Le Centre intégré universitaire de santé et de services sociaux du Centre-Sud-de-l'Île-de-Montréal (CIUSSS-CSM) a conclu un contrat de gré à gré d'une valeur de 502 057,60 $ avec Precicom Technologies (Precicom) pour des pare-feux Fortinet. Cette acquisition vise l’ajout de deux nouveaux pare-feux parmi un parc d’équipement qui en renferme 150.
Le Centre intégré de santé et de services sociaux de l’Abitibi-Témiscamingue (CISSS-AT) avait également conclu un contrat de gré à gré avec Precicom pour l’acquisition de pare-feux Fortinet. Cette acquisition d’une valeur moindre, soit 297 150 $, visait l’ajout de six pare-feux au parc d’équipement existant du CISSS-AT.
Le CIUSSS-CSM et le CISSS-AT ont justifié leur attribution de gré à gré en invoquant l'article 13(2) de la LCOP, affirmant que Precicom était le fournisseur désigné par le manufacturier Fortinet, ce qui leur garantissait le meilleur prix du marché.
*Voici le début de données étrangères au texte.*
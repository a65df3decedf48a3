use std::fmt;

use serde::Serialize;

use super::ValueObject;
use crate::shared::error::{DomainError, DomainResult};

const FIELD: &str = "ImageUrl";
const ALLOWED_EXTENSIONS: [&str; 4] = [".jpg", ".png", ".webp", ".jpeg"];

/// Location of an uploaded image.
#[derive(Debug, Clone, PartialEq, Eq, Hash, Serialize)]
#[serde(transparent)]
pub struct ImageUrl(String);

impl ImageUrl {
    pub fn create(value: &str) -> DomainResult<Self> {
        let value = value.trim();
        Self::validate(value)?;
        Ok(Self(value.to_string()))
    }

    pub fn value(&self) -> &str {
        &self.0
    }
}

impl ValueObject for ImageUrl {
    type Props = str;

    fn validate(url: &str) -> DomainResult<()> {
        let url = url.trim();

        if url.is_empty() {
            return Err(DomainError::invalid(FIELD, "Image url cannot be empty"));
        }

        let lowered = url.to_lowercase();
        if !ALLOWED_EXTENSIONS.iter().any(|ext| lowered.ends_with(ext)) {
            return Err(DomainError::invalid(
                FIELD,
                format!("Invalid image extension.\nImage url: {url}"),
            ));
        }

        let base_name = url.rsplit_once('.').map_or("", |(base, _)| base);
        if base_name.trim().is_empty() {
            return Err(DomainError::invalid(
                FIELD,
                "Image URL must contain a filename before the extension",
            ));
        }

        Ok(())
    }
}

impl fmt::Display for ImageUrl {
    fn fmt(&self, f: &mut fmt::Formatter<'_>) -> fmt::Result {
        f.write_str(&self.0)
    }
}
//! Like Handlers
//!
//! The liking user is named in the body as `user_id`.

use axum::{
    extract::{Path, State},
    http::StatusCode,
    Json,
};

use crate::application::dto::ActorRequest;
use crate::application::services::LikeDto;
use crate::shared::error::AppError;
use crate::startup::AppState;

use crate::presentation::http::extractors::JsonBody;

/// `POST /api/v1/posts/{id}/likes`
pub async fn like_post(
    State(state): State<AppState>,
    Path(post_id): Path<String>,
    JsonBody(body): JsonBody<ActorRequest>,
) -> Result<(StatusCode, Json<LikeDto>), AppError> {
    let like = state.likes.like_post(body.user_id()?, &post_id).await?;
    Ok((StatusCode::CREATED, Json(like)))
}

/// `POST /api/v1/comments/{id}/likes`
pub async fn like_comment(
    State(state): State<AppState>,
    Path(comment_id): Path<String>,
    JsonBody(body): JsonBody<ActorRequest>,
) -> Result<(StatusCode, Json<LikeDto>), AppError> {
    let like = state.likes.like_comment(body.user_id()?, &comment_id).await?;
    Ok((StatusCode::CREATED, Json(like)))
}
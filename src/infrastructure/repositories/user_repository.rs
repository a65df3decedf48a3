//! User Repository Implementation
//!
//! PostgreSQL implementation of the UserRepository trait.
//! Maps between the `users` table and the domain User entity.

use async_trait::async_trait;
use chrono::{DateTime, Utc};
use sqlx::PgPool;
use uuid::Uuid;

use crate::domain::{Alias, Email, Entity, Name, Password, User, UserId, UserProps, UserRepository};
use crate::infrastructure::database::{
    corrupt_row, id_of, missing_row, unique_violation, uuid_of, USERS_ALIAS_KEY, USERS_EMAIL_KEY,
};
use crate::shared::error::{AppError, DomainError};

const SELECT_USER: &str = r#"
    SELECT id, name, email, alias, password, created_at, updated_at
    FROM users
"#;

/// Database row representation of the users table.
#[derive(Debug, sqlx::FromRow)]
struct UserRow {
    id: Uuid,
    name: String,
    email: String,
    alias: String,
    password: String,
    created_at: DateTime<Utc>,
    updated_at: DateTime<Utc>,
}

impl UserRow {
    /// Convert database row to domain User entity.
    fn into_user(self) -> Result<User, AppError> {
        let props = UserProps {
            name: Name::create(&self.name).map_err(corrupt_row)?,
            email: Email::create(&self.email).map_err(corrupt_row)?,
            alias: Alias::create(&self.alias).map_err(corrupt_row)?,
            password: Password::from_hash(self.password),
        };

        User::restore(id_of(self.id)?, props, self.created_at, self.updated_at).map_err(corrupt_row)
    }
}

/// Map a write failure, reporting a violated alias/email index as the
/// corresponding domain conflict.
fn map_write_error(err: sqlx::Error, user: &User) -> AppError {
    match unique_violation(&err) {
        Some(USERS_ALIAS_KEY) => DomainError::AliasAlreadyUsed(user.alias().to_string()).into(),
        Some(USERS_EMAIL_KEY) => DomainError::EmailAlreadyUsed(user.email().to_string()).into(),
        _ => err.into(),
    }
}

/// PostgreSQL user repository implementation.
#[derive(Clone)]
pub struct PgUserRepository {
    pool: PgPool,
}

impl PgUserRepository {
    /// Create a new PgUserRepository with the given connection pool.
    pub fn new(pool: PgPool) -> Self {
        Self { pool }
    }

    async fn find_one(&self, filter: &str, value: &str) -> Result<Option<User>, AppError> {
        let query = format!("{SELECT_USER} WHERE {filter} = $1");
        let row = sqlx::query_as::<_, UserRow>(&query)
            .bind(value)
            .fetch_optional(&self.pool)
            .await?;

        row.map(UserRow::into_user).transpose()
    }
}

#[async_trait]
impl UserRepository for PgUserRepository {
    async fn find_by_id(&self, id: &UserId) -> Result<Option<User>, AppError> {
        let row = sqlx::query_as::<_, UserRow>(&format!("{SELECT_USER} WHERE id = $1"))
            .bind(uuid_of(id)?)
            .fetch_optional(&self.pool)
            .await?;

        row.map(UserRow::into_user).transpose()
    }

    async fn find_by_alias(&self, alias: &Alias) -> Result<Option<User>, AppError> {
        self.find_one("alias", alias.value()).await
    }

    async fn find_by_email(&self, email: &Email) -> Result<Option<User>, AppError> {
        self.find_one("email", email.value()).await
    }

    async fn save(&self, user: &User) -> Result<(), AppError> {
        sqlx::query(
            r#"
            INSERT INTO users (id, name, email, alias, password, created_at, updated_at)
            VALUES ($1, $2, $3, $4, $5, $6, $7)
            "#,
        )
        .bind(uuid_of(user.id())?)
        .bind(user.name().value())
        .bind(user.email().value())
        .bind(user.alias().value())
        .bind(user.password().value())
        .bind(user.created_at())
        .bind(user.updated_at())
        .execute(&self.pool)
        .await
        .map_err(|e| map_write_error(e, user))?;

        Ok(())
    }

    async fn update(&self, user: &User) -> Result<(), AppError> {
        let result = sqlx::query(
            r#"
            UPDATE users
            SET name = $2, email = $3, alias = $4, password = $5, updated_at = $6
            WHERE id = $1
            "#,
        )
        .bind(uuid_of(user.id())?)
        .bind(user.name().value())
        .bind(user.email().value())
        .bind(user.alias().value())
        .bind(user.password().value())
        .bind(user.updated_at())
        .execute(&self.pool)
        .await
        .map_err(|e| map_write_error(e, user))?;

        if result.rows_affected() == 0 {
            return Err(missing_row("user", user.id()));
        }
        Ok(())
    }
}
De plus, en raison de la présence de pare-feux de marque Fortinet dans leurs réseaux respectifs, les deux organismes publics ne souhaitaient pas faire cohabiter des pare-feux provenant de deux manufacturiers différents ni remplacer l’ensemble de leur parc d’équipements.
Dans ses deux décisions, l’AMP a rappelé qu’un organisme public doit effectuer des vérifications préalables et sérieuses afin d’établir les conditions d’application de l’article 13(2) de la LCOP. S’appuyant sur un jugement de la Cour supérieure du Québec datant de 2021 portant sur cette exception[2], l’AMP a indiqué que les contrats de gré à gré avec Precicom devaient satisfaire à deux conditions :
- L’existence d’un droit de propriété ou d’un droit exclusif.
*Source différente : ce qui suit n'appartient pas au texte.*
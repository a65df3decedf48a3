//! # Domain Entities
//!
//! Identity-carrying, timestamped domain objects built from value objects.
//! Entities compare by identifier only and change state solely through named
//! mutation methods, each of which refreshes `updated_at`.
//!
//! ## Entities
//!
//! - **User**: account with name, email, alias and password hash
//! - **Post**: authored text with up to five images and like/comment counters
//! - **Comment**: reply to a post, itself likeable
//! - **PostLike / CommentLike**: one user's like on one post or comment
//! - **BlockedUser**: ordered blocker/blocked pair
//!
//! ## Repository Traits
//!
//! Each entity has an associated repository trait defining data access operations.
//! These traits are implemented in the infrastructure layer, following the
//! dependency inversion principle. Lookups return `Ok(None)` / `Ok(false)` when
//! nothing matches.

mod blocked_user;
mod comment;
mod entity;
mod like;
mod post;
mod user;

pub use entity::{Entity, EntityBase};

pub use user::{User, UserProps, UserRepository};

pub use post::{Post, PostProps, PostRepository, MAX_POST_IMAGES};

pub use comment::{Comment, CommentProps, CommentRepository};

pub use like::{CommentLike, CommentLikeRepository, PostLike, PostLikeRepository};

pub use blocked_user::{BlockedUser, BlockedUserRepository};

#[cfg(test)]
pub use blocked_user::MockBlockedUserRepository;
#[cfg(test)]
pub use comment::MockCommentRepository;
#[cfg(test)]
pub use like::{MockCommentLikeRepository, MockPostLikeRepository};
#[cfg(test)]
pub use post::MockPostRepository;
#[cfg(test)]
pub use user::MockUserRepository;
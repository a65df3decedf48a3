//! Argon2id password hashing.

use argon2::{
    password_hash::{rand_core::OsRng, PasswordHash, PasswordHasher as _, PasswordVerifier, SaltString},
    Argon2,
};

use crate::application::interfaces::PasswordHasher;
use crate::shared::error::AppError;

/// Hashes passwords with Argon2id using the crate's default parameters.
#[derive(Debug, Clone, Default)]
pub struct Argon2PasswordHasher;

impl Argon2PasswordHasher {
    pub fn new() -> Self {
        Self
    }
}

impl PasswordHasher for Argon2PasswordHasher {
    fn hash(&self, password: &str) -> Result<String, AppError> {
        let salt = SaltString::generate(&mut OsRng);

        Argon2::default()
            .hash_password(password.as_bytes(), &salt)
            .map(|hash| hash.to_string())
            .map_err(|e| AppError::Internal(format!("Password hashing failed: {}", e)))
    }

    fn verify(&self, password: &str, hash: &str) -> Result<bool, AppError> {
        let parsed_hash = PasswordHash::new(hash)
            .map_err(|e| AppError::Internal(format!("Invalid password hash: {}", e)))?;

        Ok(Argon2::default()
            .verify_password(password.as_bytes(), &parsed_hash)
            .is_ok())
    }
}

#[cfg(test)]
mod tests {
    use super::*;

    #[test]
    fn test_hash_then_verify() {
        let hasher = Argon2PasswordHasher::new();
        let hash = hasher.hash("Secr3t!pass").unwrap();

        assert_ne!(hash, "Secr3t!pass");
        assert!(hash.starts_with("$argon2id$"));
        assert!(hasher.verify("Secr3t!pass", &hash).unwrap());
        assert!(!hasher.verify("wrong", &hash).unwrap());
    }

    #[test]
    fn test_salts_differ() {
        let hasher = Argon2PasswordHasher::new();
        assert_ne!(hasher.hash("same").unwrap(), hasher.hash("same").unwrap());
    }

    #[test]
    fn test_malformed_hash_is_internal_error() {
        let err = Argon2PasswordHasher::new().verify("x", "not-a-hash").unwrap_err();
        assert!(matches!(err, AppError::Internal(_)));
    }
}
- La présence d’un seul contractant possible en raison de l’un de ces droits.
Au terme de son examen, l'AMP a conclu que les contrats attribués par le CIUSSS-CSM et le CISSS-AT ne remplissaient pas ces deux conditions.
En effet, des vérifications de l’AMP auprès du manufacturier ont permis de constater qu’il existait d’autres revendeurs autorisés et qualifiés, bien que certains d’entre eux puissent bénéficier d’un tarif plus avantageux. Pour cette raison, au sens strict de l’article 13(2) de la LCOP, le CIUSSS-CSM et le CISSS-AT ne pouvaient prétendre à l’existence d’un droit exclusif de Precicom lui permettant de leur vendre des pare-feux Fortinet. Vu l’absence de droit exclusif, les deux organismes publics ne pouvaient se retrouver dans une situation où un seul contractant était possible.
De plus, l’AMP a souligné que le motif de cohabitation de deux marques de pare-feux n’était aucunement pertinent aux fins de déterminer si Precicom était le seul contractant possible en vertu d’un droit exclusif.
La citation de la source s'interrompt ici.